Proxmox with 48 nodes

You need two corosync links. For 12 nodes on gigabit I would use dedicated links for both, just in case, even if having it just for Link0 would be enough. Max I've got in production with gigabit corosync is 8 hosts, no problems at all.
 
  • Like
Reactions: Johannes S
My corosync network is a 1000M independent network card. Can it support a PVE cluster with 12 Node nodes?
The number of cluster members is an inexact limit. that ACTUAL limit has to do with how much data the cluster members have to keep synchronized- if each of your cluster members had 400vms with continuous api traffic- your cluster would probably die due to tripping timeouts. if you have 5vms mostly sitting there and not being molested you'll be just fine.
 
For bigger clusters than that, fine-tuning might be necessary. We are currently working on guidance on how to work with bigger clusters. For the time being I would recommend to split this into smaller clusters.
A status update on this:

Two corosync parameters that are especially relevant for larger clusters are the "token timeout" and the "consensus timeout". When a node goes offline, corosync (or rather the totem protocol it implements) will need to go through at least one full "token timeout" and one full "consensus timeout" to form a membership without that node.

The token timeout is, by default, calculated based on the number of nodes multiplied by the "token coefficient" (plus a base value), see [0] for the exact formula. The consensus timeout is, by default, defined as 1.2 * token timeout [1].

To avoid unwanted node fencing if HA is active on that node, these two timeouts together should not become much larger than 40-45 seconds. Both timeouts depend on the number of nodes.
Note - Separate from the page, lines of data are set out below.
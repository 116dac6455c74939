use std::sync::OnceLock;
use std::time::Duration;

use anyhow::{Context, Result};
use opentelemetry::trace::TracerProvider as _;
use opentelemetry::{KeyValue, global};
use opentelemetry_otlp::{HasExportConfig, MetricExporter, SpanExporter, WithExportConfig};
use opentelemetry_sdk::{
    Resource,
    metrics::{PeriodicReader, SdkMeterProvider},
    propagation::TraceContextPropagator,
    trace::SdkTracerProvider,
};
use tracing::Span;
use tracing_opentelemetry::OpenTelemetryLayer;
use tracing_subscriber::layer::Layer;
use tracing_subscriber::{EnvFilter, layer::SubscriberExt, util::SubscriberInitExt};

use crate::config::{TelemetryConfig, TelemetryProtocol};

const METRIC_EXPORT_INTERVAL: Duration = Duration::from_secs(15);

static INIT: OnceLock<()> = OnceLock::new();
static METER_PROVIDER: OnceLock<SdkMeterProvider> = OnceLock::new();

/// Installs the global subscriber once; later calls are no-ops.
pub fn init_telemetry(cfg: TelemetryConfig) -> Result<()> {
    let exporters = cfg.exporter_enabled();
    if INIT.get().is_some() {
        return Ok(());
    }

    init_tracing(&cfg, exporters)?;
    if exporters {
        init_metrics(&cfg)?;
    }

    INIT.set(()).ok();
    Ok(())
}

/// Records the identifiers every pipeline span carries, once they are known.
pub fn with_common_fields(span: &Span, channel_uuid: &str, msg_uuid: Option<&str>, msg_id: Option<i64>) {
    span.record("channel_uuid", tracing::field::display(channel_uuid));
    if let Some(msg_uuid) = msg_uuid {
        span.record("msg_uuid", tracing::field::display(msg_uuid));
    }
    if let Some(msg_id) = msg_id {
        span.record("msg_id", msg_id);
    }
}

fn init_tracing(cfg: &TelemetryConfig, exporters: bool) -> Result<()> {
    let fmt_layer = if cfg.json_logs {
        tracing_subscriber::fmt::layer()
            .json()
            .flatten_event(true)
            .boxed()
    } else {
        tracing_subscriber::fmt::layer().boxed()
    };
    let env_filter = EnvFilter::try_from_default_env()
        .unwrap_or_else(|_| EnvFilter::new(cfg.default_filter.as_str()));
    let registry = tracing_subscriber::registry().with(env_filter).with(fmt_layer);

    if !exporters {
        registry.try_init().ok();
        return Ok(());
    }

    let tracer_provider = SdkTracerProvider::builder()
        .with_resource(build_resource(cfg))
        .with_batch_exporter(span_exporter(cfg).context("build OTLP span exporter")?)
        .build();
    let tracer = tracer_provider.tracer(cfg.service_name.clone());
    global::set_tracer_provider(tracer_provider);
    global::set_text_map_propagator(TraceContextPropagator::new());

    registry.with(OpenTelemetryLayer::new(tracer)).try_init().ok();
    Ok(())
}

fn init_metrics(cfg: &TelemetryConfig) -> Result<()> {
    if METER_PROVIDER.get().is_some() {
        return Ok(());
    }
    let reader = PeriodicReader::builder(metric_exporter(cfg).context("build OTLP metric exporter")?)
        .with_interval(METRIC_EXPORT_INTERVAL)
        .build();
    let provider = SdkMeterProvider::builder()
        .with_resource(build_resource(cfg))
        .with_reader(reader)
        .build();
    global::set_meter_provider(provider.clone());
    METER_PROVIDER.set(provider).ok();
    Ok(())
}

fn span_exporter(cfg: &TelemetryConfig) -> Result<SpanExporter, opentelemetry_otlp::ExporterBuildError> {
    match cfg.protocol {
        TelemetryProtocol::Grpc => SpanExporter::builder()
            .with_tonic()
            .with_endpoint(cfg.endpoint.clone())
            .build(),
        TelemetryProtocol::HttpProtobuf => {
            let mut builder = SpanExporter::builder().with_http();
            builder.export_config().endpoint = Some(cfg.endpoint.clone());
            builder.build()
        }
    }
}

fn metric_exporter(cfg: &TelemetryConfig) -> Result<MetricExporter, opentelemetry_otlp::ExporterBuildError> {
    match cfg.protocol {
        TelemetryProtocol::Grpc => MetricExporter::builder()
            .with_tonic()
            .with_endpoint(cfg.endpoint.clone())
            .build(),
        TelemetryProtocol::HttpProtobuf => {
            let mut builder = MetricExporter::builder().with_http();
            builder.export_config().endpoint = Some(cfg.endpoint.clone());
            builder.build()
        }
    }
}

fn build_resource(cfg: &TelemetryConfig) -> Resource {
    Resource::builder_empty()
        .with_service_name(cfg.service_name.clone())
        .with_attributes([
            KeyValue::new("service.version", cfg.service_version.clone()),
            KeyValue::new("deployment.environment", cfg.environment.clone()),
        ])
        .build()
}
pub mod channels;
pub mod config;
pub mod http;
mod main_logic;

pub use channels::ChannelCache;
pub use http::{GatewayState, build_router};
pub use main_logic::run;
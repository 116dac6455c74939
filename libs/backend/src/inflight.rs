use std::sync::Arc;

use dashmap::DashSet;
use inlet_core::MsgUuid;

/// Per-process markers for messages whose write is underway.
#[derive(Debug, Clone, Default)]
pub(crate) struct InFlight {
    claims: Arc<DashSet<MsgUuid>>,
}

impl InFlight {
    /// Claims `uuid`; `None` while another write of the same message holds it.
    pub(crate) fn claim(&self, uuid: MsgUuid) -> Option<InFlightGuard> {
        self.claims.insert(uuid).then(|| InFlightGuard {
            claims: Arc::clone(&self.claims),
            uuid,
        })
    }
}

pub(crate) struct InFlightGuard {
    claims: Arc<DashSet<MsgUuid>>,
    uuid: MsgUuid,
}

impl Drop for InFlightGuard {
    fn drop(&mut self) {
        self.claims.remove(&self.uuid);
    }
}

#[cfg(test)]
mod tests {
    use super::*;

    #[test]
    fn claim_is_exclusive_until_released() {
        let in_flight = InFlight::default();
        let uuid = MsgUuid::new();
        let guard = in_flight.claim(uuid).unwrap();
        assert!(in_flight.claim(uuid).is_none());
        assert!(in_flight.claim(MsgUuid::new()).is_some());
        drop(guard);
        assert!(in_flight.claim(uuid).is_some());
    }
}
For up to ~25 nodes, the default timeouts are within that range and no adjustment is necessary. On larger (approximately more than 25 nodes) clusters it is necessary to lower these timeouts.

We are currently performing tests to come up with general recommendations how to tweak the corosync configuration to achieve this. But this will not be ready before the holidays. At the moment, decreasing the token coefficient (which is 650ms by default) seems like the most promising option. We are still performing tests to find a good default. Currently, our tests suggest it should be safe to lower token the coefficient to 125ms (if the network is stable with low latency), but going to 325ms should already be enough for clusters with 30-40 nodes as discussed here.

Until our tests have concluded, if you would like to help and if you have the resources to test, one option would be to test whether decreasing the token coefficient solves the issue of unwanted node fencing in case a node goes offline for you, and otherwise maintains cluster stability as well.

If you want to test that: First make sure your cluster network fulfills the requirements [2], most importantly, stable low latency (<5ms is required, but I'd recommend <1ms). Then, edit /etc/pve/corosync.conf [3] and add inside the totem section the option token_coefficient, for example token_coefficient: 125 which will lower the token coefficient to 125ms. Of course you can also set other values (as noted above, token_coefficient: 325 should be enough for the clusters in the range of 30-40 nodes) or go back to the default. Don't forget to increase config_version [3]. You need to restart corosync on each node for the change to fully take effect. EDIT 2026-01-08: If you're using HA, you may want to disarm HA [1] before the config change, and re-enable it afterwards.

If you test a custom token coefficient, we would greatly appreciate if you report back with your observations.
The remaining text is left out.